Load Required Packages

library(ggplot2)
library(dplyr)

Load the Data

data(midwest)
# tip: type ?midwest in your console to see the data dictionary

Q1: Explore the dataset

Using glimpse() or summary() to explore the structure of the dataset. What are the variables in the dataset? What interesting public health questions can you ask based on the variables in the dataset? Write down at least 3 questions you can ask based on the variables in the dataset:

Your Answer
  • Research question 1:
  • Research question 2:
  • Research question 3:
#your code here

Q2: Population vs. poverty

Create a scatterplot with:

  • poptotal on the x-axis
  • percbelowpoverty on the y-axis
  • Color the points by state
#your code here

What do you notice about the relationship between county population size and poverty?

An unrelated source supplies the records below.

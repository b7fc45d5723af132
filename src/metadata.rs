//! The `.backupmeta` sidecar: a line-oriented record of what a backup
//! contains and how it was encoded, written after a successful backup
//! and read back to drive restore.

use std::fs;

use camino::{Utf8Path, Utf8PathBuf};
use chrono::{SecondsFormat, Utc};

use crate::config::{CompressionType, EncryptionType};
use crate::error::{BackupError, IoContext, Result};
use crate::tree::{NodeKind, Tree};

pub const SIDECAR_NAME: &str = ".backupmeta";
const TOOL_TAG: &str = "backsync";

#[derive(Debug, Clone)]
pub struct FileEntry {
    pub is_directory: bool,
    pub relative_path: Utf8PathBuf,
    pub size: u64,
    pub mtime_ns: i64,
}

#[derive(Debug, Clone)]
pub struct MetadataInfo {
    pub tool: String,
    pub created_utc: String,
    pub source_root: Utf8PathBuf,
    pub compression: CompressionType,
    pub encryption: EncryptionType,
    pub entries: Vec<FileEntry>,
}

/// Flatten `tree` into sidecar entries, DFS order, skipping the root.
fn entries_from_tree(tree: &Tree) -> Vec<FileEntry> {
    let mut entries = Vec::new();
    collect(&tree.root, &mut entries);
    entries
}

fn collect(node: &crate::tree::Node, entries: &mut Vec<FileEntry>) {
    if node.relative_path != Utf8PathBuf::from(".") {
        let (is_directory, size, mtime_ns) = match &node.kind {
            NodeKind::Directory { .. } => (true, 0, 0),
            NodeKind::File { size, mtime } => (
                false,
                *size,
                mtime
                    .duration_since(std::time::UNIX_EPOCH)
                    .map(|d| d.as_nanos() as i64)
                    .unwrap_or(0),
            ),
        };
        entries.push(FileEntry {
            is_directory,
            relative_path: node.relative_path.clone(),
            size,
            mtime_ns,
        });
    }
    for child in node.children() {
        collect(child, entries);
    }
}

/// Build a [`MetadataInfo`] describing a just-completed backup of `tree`.
pub fn build(
    tree: &Tree,
    source_root: &Utf8Path,
    compression: CompressionType,
    encryption: EncryptionType,
) -> MetadataInfo {
    MetadataInfo {
        tool: TOOL_TAG.to_string(),
        created_utc: Utc::now().to_rfc3339_opts(SecondsFormat::Secs, true),
        source_root: source_root.to_owned(),
        compression,
        encryption,
        entries: entries_from_tree(tree),
    }
}

fn compression_tag(c: CompressionType) -> &'static str {
    match c {
        CompressionType::None => "none",
        CompressionType::Huffman => "huffman",
        CompressionType::Lz77 => "lz77",
    }
}

fn encryption_tag(e: EncryptionType) -> &'static str {
    match e {
        EncryptionType::None => "none",
        EncryptionType::Aes => "aes",
    }
}

pub fn write(backup_root: &Utf8Path, info: &MetadataInfo) -> Result<()> {
    let path = backup_root.join(SIDECAR_NAME);
    let mut out = String::new();
    out.push_str(&format!("tool={}\n", info.tool));
    out.push_str(&format!("created={}\n", info.created_utc));
    out.push_str(&format!("source_root={}\n", info.source_root));
    out.push_str(&format!("compression={}\n", compression_tag(info.compression)));
    out.push_str(&format!("encryption={}\n", encryption_tag(info.encryption)));
    out.push_str("[filelist]\n");
    for entry in &info.entries {
        let kind = if entry.is_directory { "D" } else { "F" };
        out.push_str(&format!(
            "{kind}|{}|{}|{}\n",
            entry.relative_path, entry.size, entry.mtime_ns
        ));
    }

    let tmp = crate::file_util::sibling_tmp(&path, "meta");
    fs::write(&tmp, &out).io_at(&tmp)?;
    fs::rename(&tmp, &path).io_at(&path)?;
    Ok(())
}

pub fn read(backup_root: &Utf8Path) -> Result<MetadataInfo> {
    let path = backup_root.join(SIDECAR_NAME);
    let text = fs::read_to_string(&path)
        .map_err(|_| BackupError::MissingMetadata(backup_root.to_owned()))?;

    let mut tool = String::new();
    let mut created_utc = String::new();
    let mut source_root = Utf8PathBuf::new();
    let mut compression = CompressionType::None;
    let mut encryption = EncryptionType::None;
    let mut entries = Vec::new();
    let mut in_filelist = false;

    for line in text.lines() {
        let line = line.trim();
        if line.is_empty() {
            continue;
        }
        if line == "[filelist]" {
            in_filelist = true;
            continue;
        }
        if in_filelist {
            if let Some(entry) = parse_entry(line) {
                entries.push(entry);
            }
            continue;
        }
        if let Some((key, value)) = line.split_once('=') {
            match key {
                "tool" => tool = value.to_string(),
                "created" => created_utc = value.to_string(),
                "source_root" => source_root = Utf8PathBuf::from(value),
                "compression" => {
                    compression = match value {
                        "huffman" => CompressionType::Huffman,
                        "lz77" => CompressionType::Lz77,
                        _ => CompressionType::None,
                    }
                }
                "encryption" => {
                    encryption = match value {
                        "aes" => EncryptionType::Aes,
                        _ => EncryptionType::None,
                    }
                }
                _ => {} // unknown header keys are ignored
            }
        }
    }

    Ok(MetadataInfo {
        tool,
        created_utc,
        source_root,
        compression,
        encryption,
        entries,
    })
}

fn parse_entry(line: &str) -> Option<FileEntry> {
    let mut fields = line.splitn(4, '|');
    let kind = fields.next()?;
    let relative_path = Utf8PathBuf::from(fields.next()?);
    let size: u64 = fields.next()?.parse().ok()?;
    let mtime_ns: i64 = fields.next()?.parse().ok()?;
    Some(FileEntry {
        is_directory: kind == "D",
        relative_path,
        size,
        mtime_ns,
    })
}

#[cfg(test)]
mod test {
    use super::*;
    use std::fs::File;
    use std::io::Write;

    #[test]
    fn roundtrips_through_disk() -> anyhow::Result<()> {
        let dir = tempfile::tempdir()?;
        let root = Utf8Path::from_path(dir.path()).unwrap();
        File::create(root.join("a.txt"))?.write_all(b"hi")?;
        std::fs::create_dir(root.join("sub"))?;

        let tree = Tree::build(root)?;
        let info = build(&tree, root, CompressionType::Huffman, EncryptionType::Aes);
        write(root, &info)?;

        let read_back = read(root)?;
        assert_eq!(read_back.compression, CompressionType::Huffman);
        assert_eq!(read_back.encryption, EncryptionType::Aes);
        assert_eq!(read_back.source_root, root);
        assert_eq!(read_back.entries.len(), info.entries.len());

        let dir_entry = read_back
            .entries
            .iter()
            .find(|e| e.relative_path == "sub")
            .unwrap();
        assert!(dir_entry.is_directory);
        assert_eq!(dir_entry.size, 0);
        assert_eq!(dir_entry.mtime_ns, 0);
        Ok(())
    }

    #[test]
    fn missing_sidecar_is_an_error() {
        let dir = tempfile::tempdir().unwrap();
        let root = Utf8Path::from_path(dir.path()).unwrap();
        assert!(matches!(read(root), Err(BackupError::MissingMetadata(_))));
    }

    #[test]
    fn tolerates_blank_lines_and_unknown_headers() -> anyhow::Result<()> {
        let dir = tempfile::tempdir()?;
        let root = Utf8Path::from_path(dir.path()).unwrap();
        let text = "tool=backsync\n\nunknown_key=whatever\ncreated=2026-01-03T08:21:34Z\nsource_root=/src\ncompression=none\nencryption=none\n[filelist]\n\nF|a.txt|2|0\n";
        std::fs::write(root.join(SIDECAR_NAME), text)?;

        let info = read(root)?;
        assert_eq!(info.entries.len(), 1);
        assert_eq!(info.entries[0].relative_path, "a.txt");
        Ok(())
    }
}
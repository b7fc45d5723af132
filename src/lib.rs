//! Incremental directory backup, restore, and verification.
//!
//! A backup diffs a source directory against whatever's already at the
//! backup root, turns that diff into a plan of filesystem actions, and
//! executes them through an optional compress/encrypt codec pipeline.
//! See [`executor`] for the write side and [`restore`] for the inverse.

pub mod codec;
pub mod config;
pub mod diff;
pub mod error;
pub mod executor;
pub mod file_util;
pub mod metadata;
pub mod plan;
pub mod restore;
pub mod tree;
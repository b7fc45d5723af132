//! Runs an [`Action`] plan against the filesystem.
//!
//! Dry runs short-circuit before any action touches disk. Otherwise
//! each action is attempted in order; a failing action is logged and
//! doesn't stop the rest of the plan, but it does flip the overall
//! result to failure, which suppresses the sidecar write.

use std::fs;

use camino::Utf8Path;
use tracing::*;

use crate::config::BackupConfig;
use crate::error::{IoContext, Result};
use crate::file_util;
use crate::metadata;
use crate::plan::Action;
use crate::tree::Tree;

/// Execute `actions` against `config`. On overall success (and unless
/// `config.dry_run`), writes `.backupmeta` from `source_tree`.
pub fn execute(actions: &[Action], config: &BackupConfig, source_tree: &Tree) -> Result<bool> {
    if config.dry_run {
        info!("Dry run: {} action(s) planned, no filesystem changes", actions.len());
        return Ok(true);
    }

    let mut all_succeeded = true;
    for action in actions {
        if let Err(e) = execute_one(action, config) {
            warn!("Action failed: {e}");
            all_succeeded = false;
        }
    }

    if all_succeeded {
        let info = metadata::build(
            source_tree,
            &config.source_root,
            config.compression_type,
            config.encryption_type,
        );
        metadata::write(&config.backup_root, &info)?;
    }

    Ok(all_succeeded)
}

fn execute_one(action: &Action, config: &BackupConfig) -> Result<()> {
    match action {
        Action::CreateDirectory { target } => {
            fs::create_dir_all(target).io_at(target)?;
        }
        Action::CopyFile { src, target } | Action::UpdateFile { src, target } => {
            if let Some(parent) = target.parent() {
                fs::create_dir_all(parent).io_at(parent)?;
            }
            encode_one(src, target, config)?;
            file_util::copy_metadata(src, target);
        }
        Action::RemovePath { target } => {
            remove_if_present(target)?;
        }
    }
    Ok(())
}

fn encode_one(src: &Utf8Path, target: &Utf8Path, config: &BackupConfig) -> Result<()> {
    let compression = if config.enable_compression {
        config.compression_type
    } else {
        crate::config::CompressionType::None
    };
    let encryption = if config.enable_encryption {
        config.encryption_type
    } else {
        crate::config::EncryptionType::None
    };
    crate::codec::encode(
        src,
        target,
        compression,
        encryption,
        config.encryption_key.as_deref(),
    )
}

fn remove_if_present(target: &Utf8Path) -> Result<()> {
    match fs::symlink_metadata(target) {
        Ok(meta) if meta.is_dir() => fs::remove_dir_all(target).io_at(target),
        Ok(_) => fs::remove_file(target).io_at(target),
        Err(e) if e.kind() == std::io::ErrorKind::NotFound => Ok(()),
        Err(e) => Err(e).io_at(target),
    }
}

#[cfg(test)]
mod test {
    use super::*;
    use crate::diff::diff;
    use crate::plan::make_plan;
    use std::fs::File;
    use std::io::Write;

    fn init() {
        let _ = tracing_subscriber::fmt().with_test_writer().try_init();
    }

    fn run_backup(source: &Utf8Path, backup_root: &Utf8Path, config: &mut BackupConfig) -> bool {
        config.source_root = source.to_owned();
        config.backup_root = backup_root.to_owned();
        let empty = Tree::build(backup_root).unwrap();
        let source_tree = Tree::build(source).unwrap();
        let changes = diff(&empty, &source_tree);
        let actions = make_plan(&changes, config);
        execute(&actions, config, &source_tree).unwrap()
    }

    #[test]
    fn first_backup_copies_everything_and_writes_sidecar() -> anyhow::Result<()> {
        init();
        let src_dir = tempfile::tempdir()?;
        let src = Utf8Path::from_path(src_dir.path()).unwrap();
        File::create(src.join("file1.txt"))?.write_all(b"a")?;
        std::fs::create_dir(src.join("sub"))?;
        File::create(src.join("sub").join("inner.txt"))?.write_all(b"b")?;

        let dst_dir = tempfile::tempdir()?;
        let dst = Utf8Path::from_path(dst_dir.path()).unwrap();

        let mut config = BackupConfig::new(src.to_owned(), dst.to_owned());
        config.delete_removed = true;
        let ok = run_backup(src, dst, &mut config);
        assert!(ok);

        assert_eq!(std::fs::read(dst.join("file1.txt"))?, b"a");
        assert_eq!(std::fs::read(dst.join("sub").join("inner.txt"))?, b"b");
        assert!(dst.join(metadata::SIDECAR_NAME).exists());
        Ok(())
    }

    #[test]
    fn dry_run_makes_no_changes() -> anyhow::Result<()> {
        init();
        let src_dir = tempfile::tempdir()?;
        let src = Utf8Path::from_path(src_dir.path()).unwrap();
        File::create(src.join("file1.txt"))?.write_all(b"a")?;

        let dst_dir = tempfile::tempdir()?;
        let dst = Utf8Path::from_path(dst_dir.path()).unwrap();

        let mut config = BackupConfig::new(src.to_owned(), dst.to_owned());
        config.dry_run = true;
        let ok = run_backup(src, dst, &mut config);
        assert!(ok);

        assert!(!dst.join("file1.txt").exists());
        assert!(!dst.join(metadata::SIDECAR_NAME).exists());
        Ok(())
    }

    #[test]
    fn mirror_mode_removes_deleted_entries() -> anyhow::Result<()> {
        init();
        let src_dir = tempfile::tempdir()?;
        let src = Utf8Path::from_path(src_dir.path()).unwrap();
        File::create(src.join("keep.txt"))?.write_all(b"k")?;

        let dst_dir = tempfile::tempdir()?;
        let dst = Utf8Path::from_path(dst_dir.path()).unwrap();
        File::create(dst.join("stale.txt"))?.write_all(b"old")?;

        let old_tree = Tree::build(dst)?;
        let new_tree = Tree::build(src)?;
        let changes = diff(&old_tree, &new_tree);

        let mut config = BackupConfig::new(src.to_owned(), dst.to_owned());
        config.delete_removed = true;
        let actions = make_plan(&changes, &config);
        let source_tree = Tree::build(src)?;
        let ok = execute(&actions, &config, &source_tree)?;
        assert!(ok);

        assert!(!dst.join("stale.txt").exists());
        assert!(dst.join("keep.txt").exists());
        Ok(())
    }
}
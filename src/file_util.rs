//! Small filesystem helpers shared by the executor and restore driver:
//! rename-into-place temp files, and best-effort permission/mtime copying.

use std::fs;
use std::io;
use std::time::SystemTime;

use camino::Utf8Path;
use rustix::fs::{AtFlags, CWD, Timespec, Timestamps, utimensat};
use tracing::*;

use crate::error::{IoContext, Result};

/// Copy `from` to `to` by way of a sibling temp file, then rename into
/// place, so a partial write never clobbers `to`.
///
/// This mirrors the classic "write to `foo.part`, then rename to `foo`"
/// dance: a reader can never observe a half-written `to`.
pub fn safe_copy(from: &Utf8Path, to: &Utf8Path) -> Result<()> {
    let tmp = sibling_tmp(to, "copy");
    fs::copy(from, &tmp).io_at(from)?;
    fs::rename(&tmp, to).io_at(to)?;
    Ok(())
}

/// A sibling path of `target` named `target.tmp_<tag>_<pid>`, used as the
/// staging location for a rename-into-place write.
pub fn sibling_tmp(target: &Utf8Path, tag: &str) -> camino::Utf8PathBuf {
    let file_name = target.file_name().unwrap_or("out");
    target.with_file_name(format!(".tmp_{tag}_{}_{}", std::process::id(), file_name))
}

/// Best-effort: copy `from`'s permission bits and mtime onto `to`.
/// Failures are logged, never fatal — §4.4 and §4.7 both specify this.
pub fn copy_metadata(from: &Utf8Path, to: &Utf8Path) {
    match fs::metadata(from) {
        Ok(meta) => {
            if let Err(e) = fs::set_permissions(to, meta.permissions()) {
                warn!("Couldn't copy permissions from {from} to {to}: {e}");
            }
            if let Ok(mtime) = meta.modified() {
                if let Err(e) = set_mtime(to, mtime) {
                    warn!("Couldn't copy mtime from {from} to {to}: {e}");
                }
            }
        }
        Err(e) => warn!("Couldn't stat {from} to copy its metadata: {e}"),
    }
}

/// Set `path`'s mtime (and touch its atime to the same value).
pub fn set_mtime(path: &Utf8Path, mtime: SystemTime) -> io::Result<()> {
    let ts = to_timespec(mtime);
    let times = Timestamps {
        last_access: ts,
        last_modification: ts,
    };
    utimensat(CWD, path.as_std_path(), &times, AtFlags::empty())
        .map_err(std::io::Error::from)
}

fn to_timespec(t: SystemTime) -> Timespec {
    let dur = t
        .duration_since(SystemTime::UNIX_EPOCH)
        .unwrap_or_default();
    Timespec {
        tv_sec: dur.as_secs() as i64,
        tv_nsec: dur.subsec_nanos() as i64,
    }
}
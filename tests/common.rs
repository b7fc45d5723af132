#![allow(dead_code)]

use std::path::{Path, PathBuf};

use anyhow::Result;
use assert_cmd::Command;
use walkdir::WalkDir;

pub fn cli() -> Result<Command> {
    let bin_name = env!("CARGO_PKG_NAME");
    Ok(Command::cargo_bin(bin_name)?)
}

pub fn files_in(p: &Path) -> impl Iterator<Item = PathBuf> {
    WalkDir::new(p)
        .into_iter()
        .map(|e| e.expect("couldn't walk dir"))
        .filter(|e| e.file_type().is_file())
        .map(|e| e.into_path())
}
use anyhow::{Context, Result, bail};
use backsync::config::{self, BackupConfig, CompressionType, EncryptionType, RestoreConfig};
use backsync::diff::diff;
use backsync::executor;
use backsync::plan::make_plan;
use backsync::restore;
use backsync::tree::Tree;
use camino::Utf8PathBuf;
use clap::{Parser, Subcommand, ValueEnum};
use tracing::*;
use tracing_subscriber::EnvFilter;

#[derive(Debug, Parser)]
#[command(name = "backsync", about = "Incremental directory backup, restore, and verification")]
struct Args {
    /// Verbosity (-v, -vv, -vvv, etc.)
    #[arg(short, long, action = clap::ArgAction::Count)]
    verbose: u8,

    #[command(subcommand)]
    subcommand: Command,
}

#[derive(Debug, Subcommand)]
enum Command {
    /// Create a backup root directory.
    Init {
        backup_root: Utf8PathBuf,
    },
    /// Diff the backup root against a source directory and write the result.
    Backup(BackupArgs),
    /// Restore a backup root into a destination directory.
    Restore(RestoreArgs),
    /// Print the changes between two directories without backing up.
    Diff {
        old: Utf8PathBuf,
        new: Utf8PathBuf,
    },
}

#[derive(Debug, Parser)]
struct BackupArgs {
    /// Directory to back up.
    #[arg(long)]
    source: Utf8PathBuf,

    /// Destination directory (created if absent).
    #[arg(long)]
    backup_root: Utf8PathBuf,

    /// Remove destination entries no longer present in the source.
    /// Defaults to the `delete_removed` setting in backsync.toml.
    #[arg(long)]
    mirror: bool,

    /// Compute the plan without touching the filesystem.
    #[arg(short = 'n', long)]
    dry_run: bool,

    /// Defaults to the compression backend configured in backsync.toml.
    #[arg(long, value_enum)]
    compression: Option<CliCompression>,

    /// Defaults to the encryption backend configured in backsync.toml.
    #[arg(long, value_enum)]
    encryption: Option<CliEncryption>,

    /// Password for the chosen encryption backend.
    #[arg(long)]
    key: Option<String>,
}

#[derive(Debug, Parser)]
struct RestoreArgs {
    #[arg(long)]
    backup_root: Utf8PathBuf,

    #[arg(long)]
    restore_root: Utf8PathBuf,

    /// Password for an encrypted backup.
    #[arg(long)]
    key: Option<String>,
}

#[derive(Debug, Clone, Copy, ValueEnum)]
enum CliCompression {
    None,
    Huffman,
    Lz77,
}

#[derive(Debug, Clone, Copy, ValueEnum)]
enum CliEncryption {
    None,
    Aes,
}

fn main() -> Result<()> {
    let args = Args::parse();
    init_logger(args.verbose);

    let host_config = config::load().context("Couldn't load ~/.config/backsync.toml")?;

    match args.subcommand {
        Command::Init { backup_root } => {
            std::fs::create_dir_all(&backup_root)
                .with_context(|| format!("Couldn't create {backup_root}"))?;
            info!("Initialized backup root at {backup_root}");
            Ok(())
        }
        Command::Backup(a) => run_backup(a, &host_config),
        Command::Restore(a) => run_restore(a),
        Command::Diff { old, new } => run_diff(&old, &new),
    }
}

fn run_backup(args: BackupArgs, host_config: &config::Configuration) -> Result<()> {
    if !args.backup_root.exists() {
        std::fs::create_dir_all(&args.backup_root)
            .with_context(|| format!("Couldn't create {}", args.backup_root))?;
    }

    let compression_type = match args.compression {
        Some(CliCompression::None) => CompressionType::None,
        Some(CliCompression::Huffman) => CompressionType::Huffman,
        Some(CliCompression::Lz77) => CompressionType::Lz77,
        None => host_config.compression,
    };
    let encryption_type = match args.encryption {
        Some(CliEncryption::None) => EncryptionType::None,
        Some(CliEncryption::Aes) => EncryptionType::Aes,
        None => host_config.encryption,
    };

    let mut config = BackupConfig::new(args.source.clone(), args.backup_root.clone());
    config.delete_removed = args.mirror || host_config.delete_removed;
    config.dry_run = args.dry_run;
    config.enable_compression = compression_type != CompressionType::None;
    config.compression_type = compression_type;
    config.enable_encryption = encryption_type != EncryptionType::None;
    config.encryption_type = encryption_type;
    config.encryption_key = args.key;

    if config.enable_encryption && config.encryption_key.is_none() {
        bail!("--encryption aes requires --key");
    }

    let backup_tree = Tree::build(&config.backup_root)?;
    let source_tree = Tree::build(&config.source_root)?;
    let changes = diff(&backup_tree, &source_tree);
    info!("{} change(s) between source and backup root", changes.len());

    let actions = make_plan(&changes, &config);
    let ok = executor::execute(&actions, &config, &source_tree)?;
    if !ok {
        bail!("One or more actions failed; see warnings above");
    }
    Ok(())
}

fn run_restore(args: RestoreArgs) -> Result<()> {
    std::fs::create_dir_all(&args.restore_root)
        .with_context(|| format!("Couldn't create {}", args.restore_root))?;

    let config = RestoreConfig {
        backup_root: args.backup_root,
        restore_root: args.restore_root,
        encryption_key: args.key,
    };
    let ok = restore::restore(&config)?;
    if !ok {
        bail!("One or more files failed to restore; see warnings above");
    }
    Ok(())
}

fn run_diff(old: &Utf8PathBuf, new: &Utf8PathBuf) -> Result<()> {
    let old_tree = Tree::build(old)?;
    let new_tree = Tree::build(new)?;
    for change in diff(&old_tree, &new_tree) {
        println!("{:?} {}", change.kind, change.relative_path);
    }
    Ok(())
}

/// Set up tracing to spit messages to stderr; `-v` raises the level.
fn init_logger(verbosity: u8) {
    let level = match verbosity {
        0 => "warn",
        1 => "info",
        2 => "debug",
        _ => "trace",
    };
    let filter = EnvFilter::try_from_default_env().unwrap_or_else(|_| EnvFilter::new(level));
    tracing_subscriber::fmt()
        .with_env_filter(filter)
        .with_writer(std::io::stderr)
        .init();
}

Do some states stand out?

Your Answer

Type your response here.

Q3: Education vs. poverty

  • Make a scatterplot of percollege (x) vs percbelowpoverty (y).
  • Add a smoother using geom_smooth().
# your code here

What does this tell you about the relationship between education and poverty?

Your Answer

Type your response here.

Q4: Facet by metro/non-metro

  • Recreate the scatterplot of percollege (x) vs percbelowpoverty (y).
  • Subset the data by metro and non-metro counties using facet_wrap().
# your code here

How does the relationship between education and poverty differ between metro and non-metro counties?

Your Answer

Type your response here.

Q5: Compare poverty rates by state

# your code here

What differences do you observe in the poverty rate distributions across states? Which states appear to have more consistent or more variable poverty rates?

Your Answer

Type your response here.

Q6: Make a visualization to answer one of the research questions you wrote down for Q1.

Your Research Question

Type your research question here.

# your code here
Your Answer

Type your answer to your research question based on the visualization here.

BONUS: Improve your visualization and record the evolution of your work

  • Read the blogpost by Cedric Scherer here
  • Take your visualization from Q6 and improve it. You can change the geometric object, color scheme, add labels, or any other changes you think will make it better.
  • Record the evolution of your work using the {camcorder} package and save a gif called my-ggplot-evol.gif.
#your code here

Insert the gif here:

Your Answer